▶ [Exercise prompt]:
Look over the lines below. Report each one that includes the string "info".

▶ [Input data]:
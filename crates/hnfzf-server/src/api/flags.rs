//! Flag and flag-type handlers.

use axum::{
    extract::{Path, State},
    http::StatusCode,
    Extension, Json,
};
use chrono::{DateTime, Utc};
use serde::{Deserialize, Serialize};
use serde_json::Value;

use crate::middleware::RequestId;

use super::{map_db_error, validate_key, ApiError, ApiResponse, AppState, ResponseMeta};

// ---------------------------------------------------------------------------
// Response bodies
// ---------------------------------------------------------------------------

#[derive(Debug, Clone, Serialize)]
#[serde(rename_all = "camelCase")]
pub(super) struct FlagItem {
    pub id: i64,
    pub sku: String,
    pub flag_type: String,
    #[serde(skip_serializing_if = "Option::is_none")]
    pub flag_value: Option<String>,
    #[serde(skip_serializing_if = "Option::is_none")]
    pub additional_data: Option<Value>,
    #[serde(skip_serializing_if = "Option::is_none")]
    pub expiry_date: Option<DateTime<Utc>>,
    pub created_at: DateTime<Utc>,
    pub updated_at: DateTime<Utc>,
}

impl From<hnfzf_db::FlagRow> for FlagItem {
    fn from(row: hnfzf_db::FlagRow) -> Self {
        Self {
            id: row.id,
            sku: row.sku,
            flag_type: row.flag_type,
            flag_value: row.flag_value,
            additional_data: row.additional_data,
            expiry_date: row.expiry_date,
            created_at: row.created_at,
            updated_at: row.updated_at,
        }
    }
}

#[derive(Debug, Serialize)]
#[serde(rename_all = "camelCase")]
pub(super) struct FlagTypeItem {
    pub id: i64,
    pub name: String,
    pub created_at: DateTime<Utc>,
}

// ---------------------------------------------------------------------------
// Request bodies
// ---------------------------------------------------------------------------

#[derive(Debug, Default, Deserialize)]
#[serde(rename_all = "camelCase")]
pub(super) struct UpsertFlagRequest {
    pub flag_value: Option<String>,
    pub additional_data: Option<Value>,
    pub expiry_date: Option<DateTime<Utc>>,
}

#[derive(Debug, Deserialize)]
pub(super) struct CreateFlagTypeRequest {
    pub name: String,
}

// ---------------------------------------------------------------------------
// Handlers
// ---------------------------------------------------------------------------

/// GET /api/flags/{sku}: every flag on a SKU, expired ones included.
pub(super) async fn list_flags(
    State(state): State<AppState>,
    Extension(req_id): Extension<RequestId>,
    Path(sku): Path<String>,
) -> Result<Json<ApiResponse<Vec<FlagItem>>>, ApiError> {
    let rid = &req_id.0;
    let sku = validate_key(rid, "sku", &sku)?;

    let rows = hnfzf_db::list_flags_for_sku(&state.pool, sku)
        .await
        .map_err(|e| map_db_error(rid.clone(), &e))?;

    Ok(Json(ApiResponse {
        data: rows.into_iter().map(FlagItem::from).collect(),
        meta: ResponseMeta::new(req_id.0),
    }))
}

/// PUT /api/flags/{sku}/{flag_type}: create or replace one flag.
pub(super) async fn upsert_flag(
    State(state): State<AppState>,
    Extension(req_id): Extension<RequestId>,
    Path((sku, flag_type)): Path<(String, String)>,
    Json(body): Json<UpsertFlagRequest>,
) -> Result<Json<ApiResponse<FlagItem>>, ApiError> {
    let rid = &req_id.0;
    let sku = validate_key(rid, "sku", &sku)?;
    let flag_type = validate_key(rid, "flag type", &flag_type)?;
    if body
        .additional_data
        .as_ref()
        .is_some_and(|data| !data.is_object())
    {
        return Err(ApiError::new(
            rid,
            "validation_error",
            "additionalData must be a JSON object",
        ));
    }

    let row = hnfzf_db::upsert_flag(
        &state.pool,
        &hnfzf_db::NewFlag {
            sku,
            flag_type,
            flag_value: body.flag_value.as_deref(),
            additional_data: body.additional_data.as_ref(),
            expiry_date: body.expiry_date,
        },
    )
    .await
    .map_err(|e| map_db_error(rid.clone(), &e))?;

    tracing::info!(sku, flag_type, "flag upserted");
    Ok(Json(ApiResponse {
        data: FlagItem::from(row),
        meta: ResponseMeta::new(req_id.0),
    }))
}

/// DELETE /api/flags/{sku}/{flag_type}
pub(super) async fn delete_flag(
    State(state): State<AppState>,
    Extension(req_id): Extension<RequestId>,
    Path((sku, flag_type)): Path<(String, String)>,
) -> Result<StatusCode, ApiError> {
    let rid = &req_id.0;
    let sku = validate_key(rid, "sku", &sku)?;
    let flag_type = validate_key(rid, "flag type", &flag_type)?;

    let removed = hnfzf_db::delete_flag(&state.pool, sku, flag_type)
        .await
        .map_err(|e| map_db_error(rid.clone(), &e))?;

    if removed {
        tracing::info!(sku, flag_type, "flag deleted");
        Ok(StatusCode::NO_CONTENT)
    } else {
        Err(ApiError::new(
            rid,
            "not_found",
            format!("flag '{flag_type}' not set on '{sku}'"),
        ))
    }
}

/// GET /api/flag-types
pub(super) async fn list_flag_types(
    State(state): State<AppState>,
    Extension(req_id): Extension<RequestId>,
) -> Result<Json<ApiResponse<Vec<FlagTypeItem>>>, ApiError> {
    let rows = hnfzf_db::list_flag_types(&state.pool)
        .await
        .map_err(|e| map_db_error(req_id.0.clone(), &e))?;

    let data = rows
        .into_iter()
        .map(|row| FlagTypeItem {
            id: row.id,
            name: row.name,
            created_at: row.created_at,
        })
        .collect();

    Ok(Json(ApiResponse {
        data,
        meta: ResponseMeta::new(req_id.0),
    }))
}

/// POST /api/flag-types: register a flag type name.
pub(super) async fn create_flag_type(
    State(state): State<AppState>,
    Extension(req_id): Extension<RequestId>,
    Json(body): Json<CreateFlagTypeRequest>,
) -> Result<(StatusCode, Json<ApiResponse<FlagTypeItem>>), ApiError> {
    let rid = &req_id.0;
    let name = validate_key(rid, "flag type", &body.name)?;

    let row = hnfzf_db::create_flag_type(&state.pool, name)
        .await
        .map_err(|e| map_db_error(rid.clone(), &e))?;

    Ok((
        StatusCode::CREATED,
        Json(ApiResponse {
            data: FlagTypeItem {
                id: row.id,
                name: row.name,
                created_at: row.created_at,
            },
            meta: ResponseMeta::new(req_id.0),
        }),
    ))
}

▶ [Response for this exercise]:
    tracing::info!(sku, flag_type, "flag upserted");
        tracing::info!(sku, flag_type, "flag deleted");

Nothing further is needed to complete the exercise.